Put aptly by Sheryl Sandberg, the COO of Facebook and the most visible face of female leadership in Silicon Valley, “Every tool and technology ever built has been used for bad and good. The goal is to minimize the bad and maximize the good.” Fowler’s story is a shining example of this. Social media platforms like Twitter and Facebook give women (and men) the power to share their stories, try their allegations in the court of public opinion, and organize en masse in movements – and hashtags. #MeToo! #WomensMarch! But the onus to do good doesn’t just lie with users. It’s with the builders as well. Technology designed with women in mind can help combat gender biases and address the most pressing issues women face.

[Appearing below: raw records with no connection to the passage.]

use comfy_table::{Cell, Table};

use super::open_db;
use super::postings::amount_cell;
use crate::drafting::{self, DraftEdit};
use crate::error::Result;

pub fn list(status: &str) -> Result<()> {
    let conn = open_db()?;
    let rows = drafting::list_drafts(&conn, Some(status))?;
    if rows.is_empty() {
        println!("No {status} drafts.");
        return Ok(());
    }

    let mut table = Table::new();
    table.set_header(vec![
        "ID", "Date", "Account", "Description", "Counterparty", "Amount", "Contact", "Category", "Purpose",
    ]);
    for d in rows {
        table.add_row(vec![
            Cell::new(d.id),
            Cell::new(d.booking_date),
            Cell::new(d.account),
            Cell::new(d.description),
            Cell::new(d.counterparty.unwrap_or_default()),
            amount_cell(d.amount),
            Cell::new(d.contact.unwrap_or_default()),
            Cell::new(d.category.unwrap_or_default()),
            Cell::new(d.purpose.unwrap_or_default()),
        ]);
    }
    println!("Drafts ({status})\n{table}");
    Ok(())
}

pub fn apply() -> Result<()> {
    let conn = open_db()?;
    let result = drafting::apply_rules(&conn)?;
    println!("{} matched by rules, {} left to review", result.matched, result.unmatched);
    Ok(())
}

pub fn book(ids: &[i64]) -> Result<()> {
    let conn = open_db()?;
    let ids = if ids.is_empty() { None } else { Some(ids) };
    let booked = drafting::book_drafts(&conn, ids)?;
    println!("Booked {booked} draft(s)");
    Ok(())
}

pub fn discard(id: i64) -> Result<()> {
    let conn = open_db()?;
    drafting::discard_draft(&conn, id)?;
    println!("Discarded draft {id}");
    Ok(())
}

pub fn edit(id: i64, edit: &DraftEdit) -> Result<()> {
    let conn = open_db()?;
    drafting::update_draft(&conn, id, edit)?;
    println!("Updated draft {id}");
    Ok(())
}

Some tech titans have gotten the memo, albeit belatedly. Investing in women is not only the right thing to do, but good for business. Alexa, Amazon’s personal assistant now identifies herself as a feminist, no longer playing to sexist tropes like “Make me a sandwich”. The expansion of female character emojis announced by Google offers girls a better representation of who they can be: programmers, teachers, and doctors; not just salsa dancers and blushing brides. Last week, Twitter, Reddit, and Discord cracked down on “deepfakes”, banning AI-generated media that unethically swaps the faces of pornstars for those of non-consenting individuals.

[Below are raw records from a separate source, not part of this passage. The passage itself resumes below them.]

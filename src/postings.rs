use rusqlite::Connection;

use crate::accounts::find_account_id;
use crate::categories::{resolve_category, resolve_purpose};
use crate::contacts::resolve_contact;
use crate::error::{parse_iso_date, BookError, Result};
use crate::models::{NewPosting, Posting};
use crate::savings::resolve_plan;
use crate::securities::resolve_security;

#[derive(Debug, Clone, Default)]
pub struct PostingFilter {
    pub from: Option<String>,
    pub to: Option<String>,
    pub account: Option<String>,
}

/// Optional re-assignments; `None` leaves the field untouched.
#[derive(Debug, Clone, Default)]
pub struct Assignment<'a> {
    pub contact: Option<&'a str>,
    pub category: Option<&'a str>,
    pub purpose: Option<&'a str>,
    pub savings_plan: Option<&'a str>,
}

pub fn add_posting(conn: &Connection, posting: &NewPosting) -> Result<i64> {
    let account_id = find_account_id(conn, &posting.account)?;
    let booking = parse_iso_date(&posting.booking_date)?;
    let valuta = match &posting.valuta_date {
        Some(v) => parse_iso_date(v)?,
        None => booking,
    };
    if posting.description.trim().is_empty() {
        return Err(BookError::InvalidInput("posting description is empty".into()));
    }
    let contact_id = resolve_contact(conn, posting.contact.as_deref())?;
    let category_id = resolve_category(conn, posting.category.as_deref())?;
    let purpose_id = resolve_purpose(conn, posting.purpose.as_deref())?;
    let plan_id = resolve_plan(conn, posting.savings_plan.as_deref())?;
    let security_id = resolve_security(conn, posting.security.as_deref())?;
    if security_id.is_some() != posting.quantity.is_some() {
        return Err(BookError::InvalidInput(
            "security postings need both a security and a quantity".into(),
        ));
    }

    conn.execute(
        "INSERT INTO postings (account_id, booking_date, valuta_date, amount, description, \
         contact_id, category_id, purpose_id, savings_plan_id, security_id, quantity) \
         VALUES (?1, ?2, ?3, ?4, ?5, ?6, ?7, ?8, ?9, ?10, ?11)",
        rusqlite::params![
            account_id,
            booking.format("%Y-%m-%d").to_string(),
            valuta.format("%Y-%m-%d").to_string(),
            posting.amount,
            posting.description.trim(),
            contact_id,
            category_id,
            purpose_id,
            plan_id,
            security_id,
            posting.quantity,
        ],
    )?;
    Ok(conn.last_insert_rowid())
}

pub fn assign_posting(conn: &Connection, id: i64, assignment: &Assignment) -> Result<()> {
    ensure_exists(conn, id)?;
    if let Some(id_) = resolve_contact(conn, assignment.contact)? {
        conn.execute("UPDATE postings SET contact_id = ?1 WHERE id = ?2", [id_, id])?;
    }
    if let Some(id_) = resolve_category(conn, assignment.category)? {
        conn.execute("UPDATE postings SET category_id = ?1 WHERE id = ?2", [id_, id])?;
    }
    if let Some(id_) = resolve_purpose(conn, assignment.purpose)? {
        conn.execute("UPDATE postings SET purpose_id = ?1 WHERE id = ?2", [id_, id])?;
    }
    if let Some(id_) = resolve_plan(conn, assignment.savings_plan)? {
        conn.execute("UPDATE postings SET savings_plan_id = ?1 WHERE id = ?2", [id_, id])?;
    }
    Ok(())
}

pub fn delete_posting(conn: &Connection, id: i64) -> Result<()> {
    ensure_exists(conn, id)?;
    // A booked draft falls back to open so the statement line is not lost.
    conn.execute(
        "UPDATE statement_drafts SET status = 'open', posting_id = NULL WHERE posting_id = ?1",
        [id],
    )?;
    conn.execute("DELETE FROM postings WHERE id = ?1", [id])?;
    Ok(())
}

fn ensure_exists(conn: &Connection, id: i64) -> Result<()> {
    let mut stmt = conn.prepare_cached("SELECT 1 FROM postings WHERE id = ?1")?;
    if stmt.exists([id])? {
        Ok(())
    } else {
        Err(BookError::NotFound { entity: "posting", id })
    }
}

pub fn list_postings(conn: &Connection, filter: &PostingFilter) -> Result<Vec<Posting>> {
    let mut clauses = Vec::new();
    let mut params: Vec<String> = Vec::new();
    if let Some(from) = &filter.from {
        parse_iso_date(from)?;
        params.push(from.clone());
        clauses.push(format!("p.booking_date >= ?{}", params.len()));
    }
    if let Some(to) = &filter.to {
        parse_iso_date(to)?;
        params.push(to.clone());
        clauses.push(format!("p.booking_date <= ?{}", params.len()));
    }
    if let Some(account) = &filter.account {
        params.push(account.clone());
        clauses.push(format!("a.name = ?{}", params.len()));
    }
    let where_clause = if clauses.is_empty() {
        String::new()
    } else {
        format!("WHERE {}", clauses.join(" AND "))
    };

    let sql = format!(
        "SELECT p.id, a.name, p.booking_date, p.valuta_date, p.amount, p.description, \
                ct.name, cat.name, bp.name, sp.name, s.name, p.quantity \
         FROM postings p \
         JOIN accounts a ON p.account_id = a.id \
         LEFT JOIN contacts ct ON p.contact_id = ct.id \
         LEFT JOIN categories cat ON p.category_id = cat.id \
         LEFT JOIN budget_purposes bp ON p.purpose_id = bp.id \
         LEFT JOIN savings_plans sp ON p.savings_plan_id = sp.id \
         LEFT JOIN securities s ON p.security_id = s.id \
         {where_clause} \
         ORDER BY p.booking_date, p.id"
    );
    let mut stmt = conn.prepare(&sql)?;
    let param_values: Vec<&dyn rusqlite::types::ToSql> = params
        .iter()
        .map(|p| p as &dyn rusqlite::types::ToSql)
        .collect();
    let rows = stmt
        .query_map(param_values.as_slice(), |row| {
            Ok(Posting {
                id: row.get(0)?,
                account: row.get(1)?,
                booking_date: row.get(2)?,
                valuta_date: row.get(3)?,
                amount: row.get(4)?,
                description: row.get(5)?,
                contact: row.get(6)?,
                category: row.get(7)?,
                purpose: row.get(8)?,
                savings_plan: row.get(9)?,
                security: row.get(10)?,
                quantity: row.get(11)?,
            })
        })?
        .collect::<std::result::Result<Vec<_>, _>>()?;
    Ok(rows)
}

#[cfg(test)]
mod tests {
    use super::*;
    use crate::db::test_db;

    fn setup(conn: &Connection) {
        conn.execute(
            "INSERT INTO accounts (name, account_type) VALUES ('Giro', 'checking')",
            [],
        )
        .unwrap();
    }

    fn posting(date: &str, amount: f64, description: &str) -> NewPosting {
        NewPosting {
            account: "Giro".into(),
            booking_date: date.into(),
            amount,
            description: description.into(),
            ..NewPosting::default()
        }
    }

    #[test]
    fn test_add_posting_defaults_valuta() {
        let (_dir, conn) = test_db();
        setup(&conn);
        let mut p = posting("2025-02-03", -12.5, "Bakery");
        p.category = Some("Groceries".into());
        add_posting(&conn, &p).unwrap();
        let rows = list_postings(&conn, &PostingFilter::default()).unwrap();
        assert_eq!(rows.len(), 1);
        assert_eq!(rows[0].valuta_date, "2025-02-03");
        assert_eq!(rows[0].category.as_deref(), Some("Groceries"));
    }

    #[test]
    fn test_add_posting_validates() {
        let (_dir, conn) = test_db();
        setup(&conn);
        assert!(matches!(
            add_posting(&conn, &posting("02/03/2025", 1.0, "x")),
            Err(BookError::InvalidDate(_))
        ));
        assert!(matches!(
            add_posting(&conn, &posting("2025-02-03", 1.0, "  ")),
            Err(BookError::InvalidInput(_))
        ));
        let mut p = posting("2025-02-03", 1.0, "x");
        p.account = "Elsewhere".into();
        assert!(matches!(add_posting(&conn, &p), Err(BookError::UnknownAccount(_))));
    }

    #[test]
    fn test_list_filters_by_range_and_account() {
        let (_dir, conn) = test_db();
        setup(&conn);
        add_posting(&conn, &posting("2025-01-10", -1.0, "a")).unwrap();
        add_posting(&conn, &posting("2025-02-10", -2.0, "b")).unwrap();
        add_posting(&conn, &posting("2025-03-10", -3.0, "c")).unwrap();
        let filter = PostingFilter {
            from: Some("2025-02-01".into()),
            to: Some("2025-03-31".into()),
            account: Some("Giro".into()),
        };
        let rows = list_postings(&conn, &filter).unwrap();
        assert_eq!(rows.iter().map(|r| r.description.as_str()).collect::<Vec<_>>(), vec!["b", "c"]);
        let none = PostingFilter {
            account: Some("Other".into()),
            ..PostingFilter::default()
        };
        assert!(list_postings(&conn, &none).unwrap().is_empty());
    }

    #[test]
    fn test_assign_and_delete() {
        let (_dir, conn) = test_db();
        setup(&conn);
        crate::categories::add_purpose(&conn, "Holiday", None).unwrap();
        let id = add_posting(&conn, &posting("2025-01-10", -300.0, "Hotel")).unwrap();
        let assignment = Assignment {
            category: Some("Travel"),
            purpose: Some("Holiday"),
            ..Assignment::default()
        };
        assign_posting(&conn, id, &assignment).unwrap();
        let rows = list_postings(&conn, &PostingFilter::default()).unwrap();
        assert_eq!(rows[0].category.as_deref(), Some("Travel"));
        assert_eq!(rows[0].purpose.as_deref(), Some("Holiday"));

        delete_posting(&conn, id).unwrap();
        assert!(matches!(
            delete_posting(&conn, id),
            Err(BookError::NotFound { entity: "posting", .. })
        ));
    }

    #[test]
    fn test_security_posting_needs_quantity() {
        let (_dir, conn) = test_db();
        setup(&conn);
        crate::securities::add_security(&conn, "World ETF", "IE00B4L5Y983", None, "EUR").unwrap();
        let mut p = posting("2025-01-10", -500.0, "Buy ETF");
        p.security = Some("IE00B4L5Y983".into());
        assert!(add_posting(&conn, &p).is_err());
        p.quantity = Some(5.0);
        add_posting(&conn, &p).unwrap();
    }
}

But it’s not enough for firms with well-staffed PR and HR departments to retroactively think of women in response to backlash or as a diversity initiative. In national conversation, silence breakers like Fowler have defined clearly the problems. The gender pay gap. Women’s participation in politics. Gender-based violence. It is now our prerogative to build on their momentum by building the solutions. Gender equality should be core to every company’s mission from the onset.

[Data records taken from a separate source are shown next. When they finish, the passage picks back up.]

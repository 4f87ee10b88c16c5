use colored::Colorize;
use comfy_table::{Cell, Table};

use super::{date_or_today, open_db};
use crate::error::Result;
use crate::fmt::money;
use crate::savings::{self, NewSavingsPlan, SavingsStatus};

pub fn add(
    name: &str,
    account: &str,
    target: f64,
    monthly: f64,
    start: Option<String>,
    target_date: Option<&str>,
) -> Result<()> {
    let conn = open_db()?;
    let start = date_or_today(start);
    savings::add_plan(
        &conn,
        &NewSavingsPlan {
            name,
            account,
            target_amount: target,
            monthly_amount: monthly,
            start_date: &start,
            target_date,
        },
    )?;
    println!("Added savings plan: {name} (target {})", money(target));
    Ok(())
}

pub fn list() -> Result<()> {
    let conn = open_db()?;
    let today = chrono::Local::now().date_naive();
    let rows = savings::plan_progress(&conn, today)?;
    if rows.is_empty() {
        println!("No savings plans.");
        return Ok(());
    }

    let mut table = Table::new();
    table.set_header(vec![
        "Plan", "Account", "Target", "Saved", "Expected", "Remaining", "Done", "Status", "Projected",
    ]);
    for p in rows {
        let status = match p.status {
            SavingsStatus::Reached => p.status.label().green().bold(),
            SavingsStatus::OnTrack => p.status.label().green(),
            SavingsStatus::Behind => p.status.label().red(),
        };
        table.add_row(vec![
            Cell::new(p.name),
            Cell::new(p.account),
            Cell::new(money(p.target_amount)),
            Cell::new(money(p.saved)),
            Cell::new(money(p.expected)),
            Cell::new(money(p.remaining)),
            Cell::new(format!("{:.1}%", p.percent)),
            Cell::new(status),
            Cell::new(p.projected_completion.map(|d| d.to_string()).unwrap_or_default()),
        ]);
    }
    println!("Savings plans\n{table}");
    Ok(())
}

Tech’s role in a post-Kalanick, post-Weinstein workplace is evident by the diverse number of start-ups (a quick Google search identified seven on the front page) that have popped up in response to sexual harassment concerns. Take AllVoices, a web platform where “anyone can anonymously report instances of harassment, discrimination, or bias (either witnessed or experienced firsthand) directly to their CEO and company board.” Claire Schmidt, a former VP at 20th Century Fox, cites conceptualizing the startup after speaking with survivors of sexual assault and harassment, HR professionals, and technologists to better understand the issues, and counts Fowler as an advisor.
Whether AllVoices is effective in appeasing employees’ fears of reporting harassment and keeping HR and upper management accountable remains to be seen. But in tackling complex, systematic gender inequities embedded deep within our culture, these startups are a steady step in the right direction. Practicing “user-centred design” means recognising that consumers aren’t sexless, and that products and services should be created intentionally with women and men in mind. Listen to what women have to say. Incorporate their concerns and ideas into the roadmap.
Now, this isn’t to say that technology is the end-all, be-all solution, or that it should be. Critics will be quick to point out that the industry is battling its own demons of a top-down “bro culture” that shirks and oppresses women. And although hard to picture for most of us who are reading this on our laptop or mobile screens, there is a growing digital divide in the U.S. Nearly 97 million Americans don’t use social media or have Internet at home, and these gaps disproportionately affect the marginalized – the poor, people of colour, the elderly, and rural communities.
For all its faults, the key to the tech sector’s triumphs is its workforce of entrepreneurs, engineers, designers, and marketers. They’ve mastered an elusive skill – building products and services that consumers want, need, depend on. Exhibit A, the proliferation of mobile phones has made our work days longer, attention spans shorter, and perspectives broader. “Smartphone addiction” is a real pandemic, marked by an inability to put down our devices and an anxiety from approval seeking (you’ve liked and commented this, right?). Sprinkle in a knack for disruption, hyper growth, and raising hefty funds, the industry has perfected the recipe for changing behaviours and mindsets at scale. And as technology continues to innovate at hyperloop speeds and infiltrate every aspect of our lives, advances in machine learning, blockchain, and augmented reality make potential applications to fight gender inequities seem limitless.
So it’s time to get to work. For companies whose mission statements often include some underlying verbiage of “making the world better”, the tech sector should practice what it preaches. Technology should make women’s lives better too.